Synonyme: Carbamylcholin, Carbamoylcholin
Handelsnamen: Isopto-Carbachol® u.a.

1 Definition

Carbachol ist ein Arzneistoff aus der Gruppe der direkten Parasympathomimetika.

2 Indikationen

3 Allgemeines

Beim Wirkstoff Carbachol handelt es sich um ein Analogon von Acetylcholin. Dadurch, dass hier statt einer Acetylgruppe eine gegenüber der Acetylcholinesterase stabilere Carbamoylgruppe vorliegt, ist die Plasmahalbwertszeit insgesamt verlängert.

4 Wirkmechanismus

Carbachol imitiert die Wirkung des Neurotransmitters Acetylcholin.
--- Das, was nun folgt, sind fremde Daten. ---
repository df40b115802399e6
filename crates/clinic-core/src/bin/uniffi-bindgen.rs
fn main() {
    uniffi::uniffi_bindgen_main()
}
//! Races between independent connections to the same database file.
//!
//! Each thread owns its own `SchedulingCore`, as separate request handlers
//! would.

use std::sync::{Arc, Barrier};
use std::thread;

use clinic_core::models::{AppointmentType, BookingSource, ContactDraft, NewAppointment};
use clinic_core::{CoreConfig, CoreResult, SchedulingCore};
use tempfile::TempDir;

const THREADS: usize = 4;

fn cores(dir: &TempDir, count: usize) -> Vec<SchedulingCore> {
    let path = dir.path().join("clinic.db");
    (0..count)
        .map(|_| SchedulingCore::open(&path, CoreConfig::default()).unwrap())
        .collect()
}

/// Run `op` once per core, all released at the same moment.
fn race<T, F>(cores: Vec<SchedulingCore>, op: F) -> Vec<CoreResult<T>>
where
    T: Send + 'static,
    F: Fn(usize, &mut SchedulingCore) -> CoreResult<T> + Send + Sync + 'static,
{
    let barrier = Arc::new(Barrier::new(cores.len()));
    let op = Arc::new(op);

    let handles: Vec<_> = cores
        .into_iter()
        .enumerate()
        .map(|(i, mut core)| {
            let barrier = Arc::clone(&barrier);
            let op = Arc::clone(&op);
            thread::spawn(move || {
                barrier.wait();
                op(i, &mut core)
            })
        })
        .collect();

    handles.into_iter().map(|h| h.join().unwrap()).collect()
}

#[test]
fn test_concurrent_booking_same_patient() {
    let dir = TempDir::new().unwrap();
    let mut cores = cores(&dir, 2);

    let contact = cores[0]
        .resolve_contact(&ContactDraft::new("Ana Silva").with_whatsapp("11987654321"))
        .unwrap()
        .contact;
    let contact_id = contact.id.clone();

    let results = race(cores, move |_, core| {
        core.create_appointment(&NewAppointment::new(
            contact_id.clone(),
            "2024-01-15",
            "09:00",
            AppointmentType::Consultation,
            BookingSource::Public,
        ))
    });

    let successes = results.iter().filter(|r| r.is_ok()).count();
    assert_eq!(successes, 1);

    let conflict = results
        .iter()
        .find_map(|r| r.as_ref().err())
        .and_then(|e| e.conflict())
        .map(|c| c.code());
    assert_eq!(conflict, Some("patient_overlap"));

    let mut check = SchedulingCore::open(dir.path().join("clinic.db"), CoreConfig::default())
        .unwrap();
    assert_eq!(check.list_by_contact(&contact.id).unwrap().len(), 1);
}

#[test]
fn test_concurrent_slot_creation() {
    let dir = TempDir::new().unwrap();
    let cores = cores(&dir, THREADS);

    let results = race(cores, |_, core| core.create_slot("p1", "2024-01-15", "09:00"));

    let successes = results.iter().filter(|r| r.is_ok()).count();
    assert_eq!(successes, 1);
    for err in results.iter().filter_map(|r| r.as_ref().err()) {
        assert_eq!(err.conflict().map(|c| c.code()), Some("slot_exists"));
    }

    let mut check = SchedulingCore::open(dir.path().join("clinic.db"), CoreConfig::default())
        .unwrap();
    assert_eq!(
        check.list_slots("p1", "2024-01-15", "2024-01-15").unwrap().len(),
        1
    );
}

#[test]
fn test_concurrent_booking_same_slot() {
    let dir = TempDir::new().unwrap();
    let mut cores = cores(&dir, THREADS);
    let slot = cores[0].create_slot("p1", "2024-01-15", "09:00").unwrap();

    let mut contact_ids = Vec::new();
    for i in 0..THREADS {
        let contact = cores[0]
            .resolve_contact(
                &ContactDraft::new(format!("Paciente {i}"))
                    .with_whatsapp(format!("1191111000{i}")),
            )
            .unwrap()
            .contact;
        contact_ids.push(contact.id);
    }
    let contact_ids = Arc::new(contact_ids);
    let slot_id = slot.id.clone();

    let results = race(cores, move |i, core| {
        core.create_appointment(
            &NewAppointment::new(
                contact_ids[i].clone(),
                "2024-01-15",
                "09:00",
                AppointmentType::Consultation,
                BookingSource::Secretary,
            )
            .with_slot(slot_id.clone()),
        )
    });

    assert_eq!(results.iter().filter(|r| r.is_ok()).count(), 1);
    for err in results.iter().filter_map(|r| r.as_ref().err()) {
        assert_eq!(err.conflict().map(|c| c.code()), Some("slot_taken"));
    }
}

#[test]
fn test_concurrent_first_touch_creates_one_contact() {
    let dir = TempDir::new().unwrap();
    let cores = cores(&dir, THREADS);

    let results = race(cores, |_, core| {
        core.resolve_contact(
            &ContactDraft::new("Ana Silva")
                .with_whatsapp("(11) 98765-4321")
                .with_source("public-scheduling"),
        )
    });

    let resolved: Vec<_> = results.into_iter().map(|r| r.unwrap()).collect();
    let first_id = &resolved[0].contact.id;
    assert!(resolved.iter().all(|r| &r.contact.id == first_id));
    assert_eq!(resolved.iter().filter(|r| r.is_new).count(), 1);
}
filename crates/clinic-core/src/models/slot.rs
//! Bookable slot models.

use chrono::{NaiveDate, NaiveTime};
use serde::{Deserialize, Serialize};

use super::Lifecycle;

/// An administratively defined bookable (provider, date, time) unit.
#[derive(Debug, Clone, Serialize, Deserialize, PartialEq)]
pub struct Slot {
    /// Stable slot ID (UUID)
    pub id: String,
    /// Provider (doctor) this slot belongs to
    pub provider_id: String,
    pub date: NaiveDate,
    pub time: NaiveTime,
    /// Staff-controlled availability, independent of whether it is booked
    pub available: bool,
    /// Soft-delete state; uniqueness only applies among active slots
    pub lifecycle: Lifecycle,
    /// Creation timestamp
    pub created_at: String,
    /// Last update timestamp
    pub updated_at: String,
}

impl Slot {
    /// Create a new active, available slot.
    pub fn new(provider_id: String, date: NaiveDate, time: NaiveTime) -> Self {
        let now = chrono::Utc::now().to_rfc3339();
        Self {
            id: uuid::Uuid::new_v4().to_string(),
            provider_id,
            date,
            time,
            available: true,
            lifecycle: Lifecycle::Active,
            created_at: now.clone(),
            updated_at: now,
        }
    }

    pub fn is_active(&self) -> bool {
        self.lifecycle == Lifecycle::Active
    }

    /// Active and switched on by staff.
    pub fn is_bookable(&self) -> bool {
        self.is_active() && self.available
    }
}
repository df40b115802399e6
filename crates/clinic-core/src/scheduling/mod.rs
//! Slot management and the appointment lifecycle.

mod appointments;
mod slots;

pub use appointments::*;
pub use slots::*;

pub(crate) use appointments::check_person_overlaps;

use chrono::{NaiveDate, NaiveTime, Timelike};

use crate::error::{CoreError, CoreResult};
use crate::models::DATE_FORMAT;

/// Parse a calendar-valid `YYYY-MM-DD` date.
pub fn parse_date(raw: &str) -> CoreResult<NaiveDate> {
    let trimmed = raw.trim();
    if trimmed.len() != 10 {
        return Err(CoreError::validation(format!(
            "invalid date {raw:?}: expected YYYY-MM-DD"
        )));
    }
    NaiveDate::parse_from_str(trimmed, DATE_FORMAT)
        .map_err(|e| CoreError::validation(format!("invalid date {raw:?}: {e}")))
}

/// Parse a time of day given as `HH:MM` or `HH:MM:SS` with zero seconds.
pub fn parse_time(raw: &str) -> CoreResult<NaiveTime> {
    let trimmed = raw.trim();
    let parsed = match trimmed.len() {
        5 => NaiveTime::parse_from_str(trimmed, "%H:%M"),
        8 => NaiveTime::parse_from_str(trimmed, "%H:%M:%S"),
        _ => {
            return Err(CoreError::validation(format!(
                "invalid time {raw:?}: expected HH:MM"
            )))
        }
    };
    let time = parsed.map_err(|e| CoreError::validation(format!("invalid time {raw:?}: {e}")))?;
    if time.second() != 0 {
        return Err(CoreError::validation(format!(
            "invalid time {raw:?}: seconds are not supported"
        )));
    }
    Ok(time)
}

fn require_id(value: &str, what: &str) -> CoreResult<String> {
    let trimmed = value.trim();
    if trimmed.is_empty() {
        return Err(CoreError::validation(format!("{what} is required")));
    }
    Ok(trimmed.to_string())
}
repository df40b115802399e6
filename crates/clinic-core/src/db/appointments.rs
//! Appointment database operations.

use chrono::NaiveDate;
use rusqlite::{params, OptionalExtension, Row};

use super::{date_from_sql, date_to_sql, time_from_sql, time_to_sql, Database, DbError, DbResult};
use crate::models::{Appointment, AppointmentStatus, AppointmentType, BookingSource};

const APPOINTMENT_COLUMNS: &str = "id, contact_id, patient_id, provider_id, slot_id, \
    appointment_date, appointment_time, duration_minutes, appointment_type, source, \
    status, notes, created_at, updated_at";

/// SQL predicate for statuses that still hold their time window.
const NON_TERMINAL: &str = "status IN ('SCHEDULED', 'CONFIRMED', 'IN_PROGRESS')";

impl Database {
    /// Insert a new appointment.
    pub fn insert_appointment(&self, appointment: &Appointment) -> DbResult<()> {
        self.conn.execute(
            r#"
            INSERT INTO appointments (
                id, contact_id, patient_id, provider_id, slot_id,
                appointment_date, appointment_time, duration_minutes,
                appointment_type, source, status, notes, created_at, updated_at
            ) VALUES (?1, ?2, ?3, ?4, ?5, ?6, ?7, ?8, ?9, ?10, ?11, ?12, ?13, ?14)
            "#,
            params![
                appointment.id,
                appointment.contact_id,
                appointment.patient_id,
                appointment.provider_id,
                appointment.slot_id,
                date_to_sql(&appointment.date),
                time_to_sql(&appointment.time),
                appointment.duration_minutes,
                appointment.appointment_type.as_str(),
                appointment.source.as_str(),
                appointment.status.as_str(),
                appointment.notes,
                appointment.created_at,
                appointment.updated_at,
            ],
        )?;
        Ok(())
    }

    /// Update an existing appointment.
    pub fn update_appointment(&self, appointment: &Appointment) -> DbResult<bool> {
        let rows_affected = self.conn.execute(
            r#"
            UPDATE appointments SET
                contact_id = ?2,
                patient_id = ?3,
                slot_id = ?4,
                appointment_date = ?5,
                appointment_time = ?6,
                status = ?7,
                notes = ?8,
                updated_at = ?9
            WHERE id = ?1
            "#,
            params![
                appointment.id,
                appointment.contact_id,
                appointment.patient_id,
                appointment.slot_id,
                date_to_sql(&appointment.date),
                time_to_sql(&appointment.time),
                appointment.status.as_str(),
                appointment.notes,
                appointment.updated_at,
            ],
        )?;
        Ok(rows_affected > 0)
    }

    /// Get an appointment by ID.
    pub fn get_appointment(&self, id: &str) -> DbResult<Option<Appointment>> {
        self.conn
            .query_row(
                &format!("SELECT {APPOINTMENT_COLUMNS} FROM appointments WHERE id = ?"),
                [id],
                AppointmentRow::from_row,
            )
            .optional()?
            .map(TryInto::try_into)
            .transpose()
    }

    /// All appointments on a date, by time then insertion order.
    pub fn list_appointments_by_date(&self, date: &NaiveDate) -> DbResult<Vec<Appointment>> {
        self.query_appointments(
            &format!(
                "SELECT {APPOINTMENT_COLUMNS} FROM appointments \
                 WHERE appointment_date = ?1 \
                 ORDER BY appointment_date, appointment_time, rowid"
            ),
            params![date_to_sql(date)],
        )
    }

    /// All appointments of a patient, including ones booked for its contact
    /// before registration.
    pub fn list_appointments_by_patient(&self, patient_id: &str) -> DbResult<Vec<Appointment>> {
        self.query_appointments(
            &format!(
                "SELECT {APPOINTMENT_COLUMNS} FROM appointments \
                 WHERE patient_id = ?1 \
                    OR contact_id = (SELECT contact_id FROM patients WHERE id = ?1) \
                 ORDER BY appointment_date, appointment_time, rowid"
            ),
            params![patient_id],
        )
    }

    /// All appointments of a contact.
    pub fn list_appointments_by_contact(&self, contact_id: &str) -> DbResult<Vec<Appointment>> {
        self.query_appointments(
            &format!(
                "SELECT {APPOINTMENT_COLUMNS} FROM appointments \
                 WHERE contact_id = ?1 \
                 ORDER BY appointment_date, appointment_time, rowid"
            ),
            params![contact_id],
        )
    }

    /// Non-terminal appointments of a person (by contact or patient) dated
    /// within the inclusive range.
    pub fn list_open_appointments_for_subject(
        &self,
        contact_id: &str,
        patient_id: Option<&str>,
        from: &NaiveDate,
        to: &NaiveDate,
    ) -> DbResult<Vec<Appointment>> {
        self.query_appointments(
            &format!(
                "SELECT {APPOINTMENT_COLUMNS} FROM appointments \
                 WHERE (contact_id = ?1 OR (?2 IS NOT NULL AND patient_id = ?2)) \
                   AND appointment_date >= ?3 AND appointment_date <= ?4 \
                   AND {NON_TERMINAL} \
                 ORDER BY appointment_date, appointment_time, rowid"
            ),
            params![contact_id, patient_id, date_to_sql(from), date_to_sql(to)],
        )
    }

    /// Non-terminal appointments of a provider dated within the inclusive range.
    pub fn list_open_appointments_for_provider(
        &self,
        provider_id: &str,
        from: &NaiveDate,
        to: &NaiveDate,
    ) -> DbResult<Vec<Appointment>> {
        self.query_appointments(
            &format!(
                "SELECT {APPOINTMENT_COLUMNS} FROM appointments \
                 WHERE provider_id = ?1 \
                   AND appointment_date >= ?2 AND appointment_date <= ?3 \
                   AND {NON_TERMINAL} \
                 ORDER BY appointment_date, appointment_time, rowid"
            ),
            params![provider_id, date_to_sql(from), date_to_sql(to)],
        )
    }

    /// Every non-terminal appointment held by a contact or a patient, whatever
    /// the date.
    pub fn list_open_appointments_for_person(
        &self,
        contact_id: Option<&str>,
        patient_id: Option<&str>,
    ) -> DbResult<Vec<Appointment>> {
        self.query_appointments(
            &format!(
                "SELECT {APPOINTMENT_COLUMNS} FROM appointments \
                 WHERE ((?1 IS NOT NULL AND contact_id = ?1) \
                     OR (?2 IS NOT NULL AND patient_id = ?2)) \
                   AND {NON_TERMINAL} \
                 ORDER BY appointment_date, appointment_time, rowid"
            ),
            params![contact_id, patient_id],
        )
    }

    /// The non-terminal appointment occupying a slot, if any.
    pub fn find_open_appointment_in_slot(&self, slot_id: &str) -> DbResult<Option<Appointment>> {
        self.conn
            .query_row(
                &format!(
                    "SELECT {APPOINTMENT_COLUMNS} FROM appointments \
                     WHERE slot_id = ?1 AND {NON_TERMINAL} \
                     ORDER BY rowid LIMIT 1"
                ),
                [slot_id],
                AppointmentRow::from_row,
            )
            .optional()?
            .map(TryInto::try_into)
            .transpose()
    }

    /// Move every appointment of one contact to another (used by merge review).
    pub fn reassign_appointments(&self, from_contact: &str, to_contact: &str) -> DbResult<usize> {
        let rows_affected = self.conn.execute(
            "UPDATE appointments SET contact_id = ?2, updated_at = ?3 WHERE contact_id = ?1",
            params![from_contact, to_contact, chrono::Utc::now().to_rfc3339()],
        )?;
        Ok(rows_affected)
    }

    fn query_appointments<P: rusqlite::Params>(
        &self,
        sql: &str,
        params: P,
    ) -> DbResult<Vec<Appointment>> {
        let mut stmt = self.conn.prepare(sql)?;
        let rows = stmt.query_map(params, AppointmentRow::from_row)?;

        let mut appointments = Vec::new();
        for row in rows {
            appointments.push(row?.try_into()?);
        }
        Ok(appointments)
    }
}

/// Intermediate row struct for database mapping.
struct AppointmentRow {
    id: String,
    contact_id: String,
    patient_id: Option<String>,
    provider_id: Option<String>,
    slot_id: Option<String>,
    appointment_date: String,
    appointment_time: String,
    duration_minutes: u32,
    appointment_type: String,
    source: String,
    status: String,
    notes: Option<String>,
    created_at: String,
    updated_at: String,
}

impl AppointmentRow {
    fn from_row(row: &Row<'_>) -> rusqlite::Result<Self> {
        Ok(Self {
            id: row.get(0)?,
            contact_id: row.get(1)?,
            patient_id: row.get(2)?,
            provider_id: row.get(3)?,
            slot_id: row.get(4)?,
            appointment_date: row.get(5)?,
            appointment_time: row.get(6)?,
            duration_minutes: row.get(7)?,
            appointment_type: row.get(8)?,
            source: row.get(9)?,
            status: row.get(10)?,
            notes: row.get(11)?,
            created_at: row.get(12)?,
            updated_at: row.get(13)?,
        })
    }
}

impl TryFrom<AppointmentRow> for Appointment {
    type Error = DbError;

    fn try_from(row: AppointmentRow) -> Result<Self, Self::Error> {
        let status = AppointmentStatus::parse(&row.status)
            .ok_or_else(|| DbError::Constraint(format!("Unknown appointment status: {}", row.status)))?;
        let appointment_type = AppointmentType::parse(&row.appointment_type).ok_or_else(|| {
            DbError::Constraint(format!("Unknown appointment type: {}", row.appointment_type))
        })?;
        let source = BookingSource::parse(&row.source)
            .ok_or_else(|| DbError::Constraint(format!("Unknown booking source: {}", row.source)))?;

        Ok(Appointment {
            id: row.id,
            contact_id: row.contact_id,
            patient_id: row.patient_id,
            provider_id: row.provider_id,
            slot_id: row.slot_id,
            date: date_from_sql(&row.appointment_date)?,
            time: time_from_sql(&row.appointment_time)?,
            duration_minutes: row.duration_minutes,
            appointment_type,
            source,
            status,
            notes: row.notes,
            created_at: row.created_at,
            updated_at: row.updated_at,
        })
    }
}

#[cfg(test)]
mod tests {
    use super::*;
    use chrono::NaiveTime;
    use crate::models::{Contact, ContactDraft};

    fn setup_db() -> (Database, Contact) {
        let db = Database::open_in_memory().unwrap();
        let contact = Contact::from_draft(&ContactDraft::new("Ana Silva"));
        db.insert_contact(&contact).unwrap();
        (db, contact)
    }

    fn appointment(contact_id: &str, day: u32, h: u32, m: u32) -> Appointment {
        let now = chrono::Utc::now().to_rfc3339();
        Appointment {
            id: uuid::Uuid::new_v4().to_string(),
            contact_id: contact_id.to_string(),
            patient_id: None,
            provider_id: Some("p1".into()),
            slot_id: None,
            date: NaiveDate::from_ymd_opt(2024, 1, day).unwrap(),
            time: NaiveTime::from_hms_opt(h, m, 0).unwrap(),
            duration_minutes: 30,
            appointment_type: AppointmentType::Consultation,
            source: BookingSource::Public,
            status: AppointmentStatus::Scheduled,
            notes: None,
            created_at: now.clone(),
            updated_at: now,
        }
    }

    #[test]
    fn test_insert_and_get() {
        let (db, contact) = setup_db();

        let appt = appointment(&contact.id, 15, 9, 0);
        db.insert_appointment(&appt).unwrap();

        let retrieved = db.get_appointment(&appt.id).unwrap().unwrap();
        assert_eq!(retrieved, appt);
    }

    #[test]
    fn test_list_by_date_tie_breaks_on_insertion() {
        let (db, contact) = setup_db();

        let nine_a = appointment(&contact.id, 15, 9, 0);
        let mut nine_b = appointment(&contact.id, 15, 9, 0);
        nine_b.provider_id = Some("p2".into());
        let eight = appointment(&contact.id, 15, 8, 0);
        let other_day = appointment(&contact.id, 16, 7, 0);
        for a in [&nine_a, &nine_b, &eight, &other_day] {
            db.insert_appointment(a).unwrap();
        }

        let date = NaiveDate::from_ymd_opt(2024, 1, 15).unwrap();
        let listed = db.list_appointments_by_date(&date).unwrap();
        let ids: Vec<&str> = listed.iter().map(|a| a.id.as_str()).collect();
        assert_eq!(ids, vec![eight.id.as_str(), nine_a.id.as_str(), nine_b.id.as_str()]);
    }

    #[test]
    fn test_open_appointments_skip_terminal() {
        let (db, contact) = setup_db();

        let open = appointment(&contact.id, 15, 9, 0);
        let mut cancelled = appointment(&contact.id, 15, 10, 0);
        cancelled.status = AppointmentStatus::Cancelled;
        db.insert_appointment(&open).unwrap();
        db.insert_appointment(&cancelled).unwrap();

        let date = NaiveDate::from_ymd_opt(2024, 1, 15).unwrap();
        let listed = db
            .list_open_appointments_for_subject(&contact.id, None, &date, &date)
            .unwrap();
        assert_eq!(listed.len(), 1);
        assert_eq!(listed[0].id, open.id);

        let by_provider = db
            .list_open_appointments_for_provider("p1", &date, &date)
            .unwrap();
        assert_eq!(by_provider.len(), 1);

        let later = appointment(&contact.id, 20, 9, 0);
        db.insert_appointment(&later).unwrap();
        let all_open = db
            .list_open_appointments_for_person(Some(&contact.id), None)
            .unwrap();
        assert_eq!(all_open.len(), 2);
        assert!(db
            .list_open_appointments_for_person(None, Some("no-patient"))
            .unwrap()
            .is_empty());
    }

    #[test]
    fn test_update_status() {
        let (db, contact) = setup_db();

        let mut appt = appointment(&contact.id, 15, 9, 0);
        db.insert_appointment(&appt).unwrap();

        appt.status = AppointmentStatus::Confirmed;
        appt.touch();
        assert!(db.update_appointment(&appt).unwrap());

        let retrieved = db.get_appointment(&appt.id).unwrap().unwrap();
        assert_eq!(retrieved.status, AppointmentStatus::Confirmed);
    }
}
So bindet es an Muskarinrezeptoren und beeinflusst folglich direkt den Parasympathikus. Bei der Behandlung des Glaukoms kommt es dadurch zu einem verminderten Augeninnendruck. Auch bei der Operation des Katarakts ist eine durch Carbachol hervorgerufene Pupillenverengung, also eine Miosis, eine günstige Bedingung. Dabei kommt es zu einer Kontraktion des Musculus sphincter pupillae.

5 Unerwünschte Arzneimittelwirkungen

Eine Gefahr der Überdosierung von Carbachol ist äußerst gering, da es meist lokal appliziert wird und somit systemische Nebenwirkungen gering gehalten werden.